Chinese law prohibits the registration of two-dimensional (2D) design patents that mainly serve as indicators of origin. However, a pattern that helps consumers to distinguish the goods while also having a strong ornamental effect is patentable. Therefore, packaging containing trademarks can be registered as a design patent, provided that it cannot be considered to be mainly an indicator of origin.
The novelty of designs must be absolute, and the use or publication of a design anywhere in the world will destroy its patentability in China. As a consequence, it is imperative to plan ahead and take this into account from the beginning of the filing strategy. This is underlined by the absence of a grace period in the Chinese design patent regime (China has only a limited six-month grace period for statutory defined non-prejudicial disclosures), and differs from the registered Community design regime, where an application can be validly filed within a 12-month period starting from the first marketing of the product.
As such, 2D (patterns) and 3D (shapes, or shapes and patterns) elements of packaging may thus be protected by Chinese design patents. In a March 25 2013 decision, Beauty Cosmetics v Mr Niu, the Shanghai Number 2 Intermediate Court found that containers of facial masks were similar to a patented design owned by Beauty Cosmetics. After assessing the overall visual effects of the packaging at stake, the court decided that the front view of the packaging (ie, that presented to potential consumers) bore a high similarity to that of the design patented package and fell within its scope. The court concluded that the design patent had been infringed and granted injunctive relief and (limited) damages.
This case confirms that Chinese design patents can be a useful addition to trademarks when it comes to protecting packaging. Since protection for 3D trademarks can be difficult to obtain, a workable strategy can register the 3D packaging shape as a design patent (which is easy, quick and cheap) first in order to obtain exclusive rights for 10 years, during which trademark distinctiveness can be acquired. If successful, this allows the rights holder to obtain exclusive rights from the start, followed by potential perpetual protection once trademark rights take over upon the expiration of the design right.
Protecting packaging through copyright law
Copyright is an interesting tool for protecting exclusive rights in packaging. The object of protection is broad and can cover several features, such as drawings, photographs, original shapes, logos, labels, ornamental features or works of applied art or fine art (ie, 2 or 3D visual works that communicate a certain aesthetic effect). The term of protection is lengthy (generally 50 years from the date of creation), confusion need not be demonstrated to prove infringement and protection is automatic and not limited by territory. Indeed, as China is a signatory to the Berne Convention, any original feature of packaging will be protected upon its creation, even if it is created outside China.
China has established a voluntary registration mechanism through the National Copyright Administration, which grants prima facie evidence of ownership and the date of creation. A registration certificate is required by courts or administrative agencies if they are asked to enforce copyright, so registration is recommended and proactivity is a prerequisite.

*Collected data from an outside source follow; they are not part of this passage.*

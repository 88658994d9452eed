#![forbid(unsafe_code)]

//! Topic-push connector: `LISTEN` handshake, keepalive pings and `MESSAGE` demultiplexing.

use std::sync::Arc;
use std::time::Duration;

use anyhow::Context;
use async_trait::async_trait;
use parking_lot::Mutex;
use serde_json::{Map, Value, json};
use tokio::sync::mpsc;
use tracing::{debug, info, warn};
use url::Url;

use crate::SecretString;
use crate::connector::Connector;
use crate::error::{ConfigError, HandshakeError};
use crate::event::{CONNECT_EVENT, DISCONNECT_EVENT, EventPayload, PlatformBridge};
use crate::nonce::NonceSource;
use crate::options::ConnectorOptions;
use crate::transport::{Socket, TransportCommand, TransportEvent, TransportFactory, TransportLink};

pub const PUBSUB_NAME: &str = "pubsub";

const PING_FRAME: &str = r#"{"type":"PING"}"#;

#[derive(Debug, Clone, Copy, PartialEq, Eq)]
pub enum PubsubPhase {
	Idle,
	Connecting,
	AwaitingAck,
	Connected,
}

#[derive(Debug)]
enum Signal {
	Open(u64),
	Response { generation: u64, nonce: String, error: String },
	Closed(u64),
	Cancelled,
}

struct PubsubState {
	phase: PubsubPhase,
	socket: Option<Socket>,
	next_generation: u64,
	session: u64,
	handshake: Option<mpsc::UnboundedSender<Signal>>,
}

struct PubsubShared {
	token: SecretString,

	/// `<topic>.<user id>`
	topics: Vec<String>,

	url: String,
	ping_interval: Duration,
	handshake_timeout: Option<Duration>,
	transport: TransportFactory,
	nonces: Arc<dyn NonceSource>,
	bridge: PlatformBridge,
	state: Mutex<PubsubState>,
}

pub struct PubsubConnector {
	shared: Arc<PubsubShared>,
}

/// `LISTEN` request for the given scoped topics.
pub fn listen_frame(nonce: &str, topics: &[String], token: &str) -> Value {
	json!({
		"type": "LISTEN",
		"nonce": nonce,
		"data": {
			"topics": topics,
			"auth_token": token,
		}
	})
}

/// Split an inbound frame into its event type and payload.
///
/// `MESSAGE` frames are published under the leading segment of their topic with
/// the topic, the inner payload fields and the inner `data` fields merged in that
/// order. Everything else is passed through under its own `type`.
pub fn demux_frame(text: &str) -> anyhow::Result<(String, Value)> {
	let frame: Value = serde_json::from_str(text).context("parse push frame")?;
	let kind = frame
		.get("type")
		.and_then(Value::as_str)
		.context("push frame without type")?
		.to_string();

	if kind != "MESSAGE" {
		return Ok((kind, frame));
	}

	let topic = frame
		.pointer("/data/topic")
		.and_then(Value::as_str)
		.context("MESSAGE without data.topic")?;
	let raw = frame
		.pointer("/data/message")
		.and_then(Value::as_str)
		.context("MESSAGE without data.message")?;
	let inner: Value = serde_json::from_str(raw).with_context(|| format!("parse MESSAGE payload (topic={topic})"))?;

	let mut merged = Map::new();
	merged.insert("topic".to_string(), Value::String(topic.to_string()));
	match inner {
		Value::Object(mut parts) => {
			let data = parts.remove("data");
			merged.extend(parts);
			match data {
				Some(Value::Object(fields)) => merged.extend(fields),
				Some(other) => {
					merged.insert("data".to_string(), other);
				}
				None => {}
			}
		}
		other => {
			merged.insert("message".to_string(), other);
		}
	}

	let event_type = topic.split('.').next().unwrap_or(topic).to_string();
	Ok((event_type, Value::Object(merged)))
}

impl PubsubConnector {
	pub fn new(options: &ConnectorOptions) -> Result<Self, ConfigError> {
		let user = options.require_user()?;
		let user_id = user.require_id()?;
		let token = user.require_token()?.clone();
		if options.topics.is_empty() {
			return Err(ConfigError::MissingTopics);
		}

		let topics = options.topics.iter().map(|t| format!("{t}.{user_id}")).collect();

		Ok(Self {
			shared: Arc::new(PubsubShared {
				token,
				topics,
				url: options.pubsub_url.clone(),
				ping_interval: options.ping_interval,
				handshake_timeout: options.handshake_timeout,
				transport: options.transport_factory(),
				nonces: options.nonce_source(),
				bridge: PlatformBridge::new(),
				state: Mutex::new(PubsubState {
					phase: PubsubPhase::Idle,
					socket: None,
					next_generation: 0,
					session: 0,
					handshake: None,
				}),
			}),
		})
	}

	pub fn factory(options: &ConnectorOptions) -> Result<Box<dyn Connector>, ConfigError> {
		Ok(Box::new(Self::new(options)?))
	}

	pub fn phase(&self) -> PubsubPhase {
		self.shared.state.lock().phase
	}

	pub fn topics(&self) -> &[String] {
		&self.shared.topics
	}
}

impl Drop for PubsubConnector {
	fn drop(&mut self) {
		if let Some(socket) = self.shared.state.lock().socket.take() {
			socket.shutdown();
		}
	}
}

impl PubsubShared {
	fn set_phase(&self, session: u64, phase: PubsubPhase) {
		let mut st = self.state.lock();
		if st.session == session {
			st.phase = phase;
		}
	}

	fn signal(&self, signal: Signal) {
		if let Some(tx) = &self.state.lock().handshake {
			let _ = tx.send(signal);
		}
	}

	async fn handshake(
		self: &Arc<Self>,
		session: u64,
		signals: &mut mpsc::UnboundedReceiver<Signal>,
	) -> Result<bool, HandshakeError> {
		let url = Url::parse(&self.url)
			.map_err(|e| HandshakeError::Transport(format!("invalid pubsub url {}: {e}", self.url)))?;
		let link = (self.transport)(url)
			.await
			.map_err(|e| HandshakeError::Transport(format!("{e:#}")))?;
		let generation = self.install(session, link)?;
		let nonce = self.nonces.next_nonce();

		loop {
			match signals.recv().await {
				Some(Signal::Open(g)) if g == generation => {
					let frame = listen_frame(&nonce, &self.topics, self.token.expose()).to_string();
					if let Some(socket) = self.state.lock().socket.as_ref().filter(|s| s.generation == generation) {
						socket.send_text(frame);
					}
					self.set_phase(session, PubsubPhase::AwaitingAck);
					debug!(connector = PUBSUB_NAME, topics = ?self.topics, "listen sent");
				}
				Some(Signal::Response {
					generation: g,
					nonce: got,
					error,
				}) if g == generation => {
					if got != nonce {
						return Err(HandshakeError::NonceMismatch);
					}
					if !error.is_empty() {
						return Err(HandshakeError::Rejected(error));
					}
					return Ok(true);
				}
				Some(Signal::Closed(g)) if g == generation => return Err(HandshakeError::Closed),
				Some(Signal::Cancelled) | None => return Err(HandshakeError::Cancelled),
				Some(_) => {}
			}
		}
	}

	fn install(self: &Arc<Self>, session: u64, link: TransportLink) -> Result<u64, HandshakeError> {
		let TransportLink { outbound, inbound } = link;

		let mut st = self.state.lock();
		if st.session != session {
			let _ = outbound.send(TransportCommand::Close);
			return Err(HandshakeError::Cancelled);
		}

		st.next_generation += 1;
		let generation = st.next_generation;
		let reader = tokio::spawn(read_loop(Arc::clone(self), generation, inbound));
		if let Some(stale) = st.socket.replace(Socket {
			generation,
			tx: outbound,
			tasks: vec![reader],
		}) {
			stale.shutdown();
		}
		Ok(generation)
	}

	fn route_frame(&self, generation: u64, text: &str) {
		metrics::counter!("streamline_pubsub_frames_total").increment(1);

		let (kind, payload) = match demux_frame(text) {
			Ok(v) => v,
			Err(e) => {
				warn!(connector = PUBSUB_NAME, error = %e, "dropping unparseable frame");
				return;
			}
		};

		if kind == "RESPONSE" {
			let field = |name: &str| payload.get(name).and_then(Value::as_str).unwrap_or_default().to_string();
			self.signal(Signal::Response {
				generation,
				nonce: field("nonce"),
				error: field("error"),
			});
		}

		self.bridge.emit(kind, EventPayload::Push(payload));
	}

	fn on_closed(&self, generation: u64, reason: Option<String>) {
		let emit_disconnect = {
			let mut st = self.state.lock();
			if !st.socket.as_ref().is_some_and(|s| s.generation == generation) {
				return;
			}
			if let Some(socket) = st.socket.take() {
				socket.shutdown();
			}

			if let Some(tx) = &st.handshake {
				let _ = tx.send(Signal::Closed(generation));
				false
			} else if st.phase == PubsubPhase::Connected {
				st.phase = PubsubPhase::Idle;
				true
			} else {
				false
			}
		};

		if emit_disconnect {
			warn!(connector = PUBSUB_NAME, reason = ?reason, "pubsub transport closed");
			self.bridge
				.emit(DISCONNECT_EVENT, EventPayload::Lifecycle(PUBSUB_NAME.to_string()));
		}
	}
}

async fn read_loop(shared: Arc<PubsubShared>, generation: u64, mut inbound: mpsc::UnboundedReceiver<TransportEvent>) {
	while let Some(event) = inbound.recv().await {
		match event {
			TransportEvent::Open => shared.signal(Signal::Open(generation)),
			TransportEvent::Text(frame) => shared.route_frame(generation, &frame),
			TransportEvent::Closed(reason) => {
				shared.on_closed(generation, reason);
				return;
			}
		}
	}
	shared.on_closed(generation, None);
}

async fn keepalive(tx: mpsc::UnboundedSender<TransportCommand>, period: Duration) {
	let mut ticker = tokio::time::interval(period);
	ticker.tick().await;
	loop {
		ticker.tick().await;
		if tx.send(TransportCommand::Text(PING_FRAME.to_string())).is_err() {
			return;
		}
		debug!(connector = PUBSUB_NAME, "keepalive ping sent");
	}
}

#[async_trait]
impl Connector for PubsubConnector {
	fn name(&self) -> &'static str {
		PUBSUB_NAME
	}

	fn bridge(&self) -> &PlatformBridge {
		&self.shared.bridge
	}

	async fn connect(&self) -> Result<bool, HandshakeError> {
		let shared = &self.shared;
		let (tx, mut signals) = mpsc::unbounded_channel();
		let session = {
			let mut st = shared.state.lock();
			if st.phase != PubsubPhase::Idle {
				return Ok(false);
			}
			st.phase = PubsubPhase::Connecting;
			st.session += 1;
			st.handshake = Some(tx);
			st.session
		};

		let mut result = match shared.handshake_timeout {
			None => shared.handshake(session, &mut signals).await,
			Some(limit) => tokio::time::timeout(limit, shared.handshake(session, &mut signals))
				.await
				.unwrap_or(Err(HandshakeError::Timeout)),
		};

		{
			let mut st = shared.state.lock();
			if st.session != session {
				return Err(result.err().unwrap_or(HandshakeError::Cancelled));
			}
			st.handshake = None;
			if result.is_ok() && st.socket.is_none() {
				result = Err(HandshakeError::Closed);
			}
			match &result {
				Ok(_) => {
					st.phase = PubsubPhase::Connected;
					if !shared.ping_interval.is_zero()
						&& let Some(socket) = st.socket.as_mut()
					{
						socket
							.tasks
							.push(tokio::spawn(keepalive(socket.tx.clone(), shared.ping_interval)));
					}
				}
				Err(_) => {
					st.phase = PubsubPhase::Idle;
					if let Some(socket) = st.socket.take() {
						socket.shutdown();
					}
				}
			}
		}

		match &result {
			Ok(_) => {
				info!(connector = PUBSUB_NAME, topics = ?shared.topics, "pubsub connected");
				shared
					.bridge
					.emit(CONNECT_EVENT, EventPayload::Lifecycle(PUBSUB_NAME.to_string()));
			}
			Err(e) => warn!(connector = PUBSUB_NAME, error = %e, "pubsub handshake failed"),
		}
		result
	}

	async fn disconnect(&self) {
		let (socket, handshake) = {
			let mut st = self.shared.state.lock();
			st.phase = PubsubPhase::Idle;
			st.session += 1;
			(st.socket.take(), st.handshake.take())
		};

		if let Some(tx) = handshake {
			let _ = tx.send(Signal::Cancelled);
		}
		if let Some(socket) = socket {
			socket.shutdown();
			info!(connector = PUBSUB_NAME, "pubsub disconnected");
			self.shared
				.bridge
				.emit(DISCONNECT_EVENT, EventPayload::Lifecycle(PUBSUB_NAME.to_string()));
		}
	}
}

Copyright protection for packaging delivers results, as evidenced by a January 18 2011 decision of the Nanning Qingqiu District People’s Court. The court decided that the copyright covering moon cake packaging owned by Wise-plan Co Ltd – a company specialising in the creation of food packaging – was infringed by Wharton Restaurant Co Ltd (to which Wise-plan had sent some samples). Wharton had commercialised moon cakes wrapped in similar containers and was sued for copyright infringement. After carefully analysing both the similarities and differences, the court found that many similar elements were present in the packaging of both products, and that the few differences were minor and not discernable to a normal observer. Hence, the packaging was considered substantially similar and Wise-plan’s copyright was found to have been infringed. Injunctive relief and monetary damages were awarded.
Protecting packaging through the Anti-unfair Competition Law
The Chinese regulations on unfair competition define ‘packaging’ as “an auxiliary object or a container for a commodity making the commodity easy to identify, carried about, stored and transported”. The fact that the identification function is specified is significant.
The Anti-unfair Competition Law can be invoked to protect the appearance of the packaging taken as a whole (trade dress). Article 5.2 expressly forbids the use of packaging that is identical or similar to the packaging of a well-known product, if the similarity will create confusion or cause consumers to mistake the source or make a wrongful association with the well-known product.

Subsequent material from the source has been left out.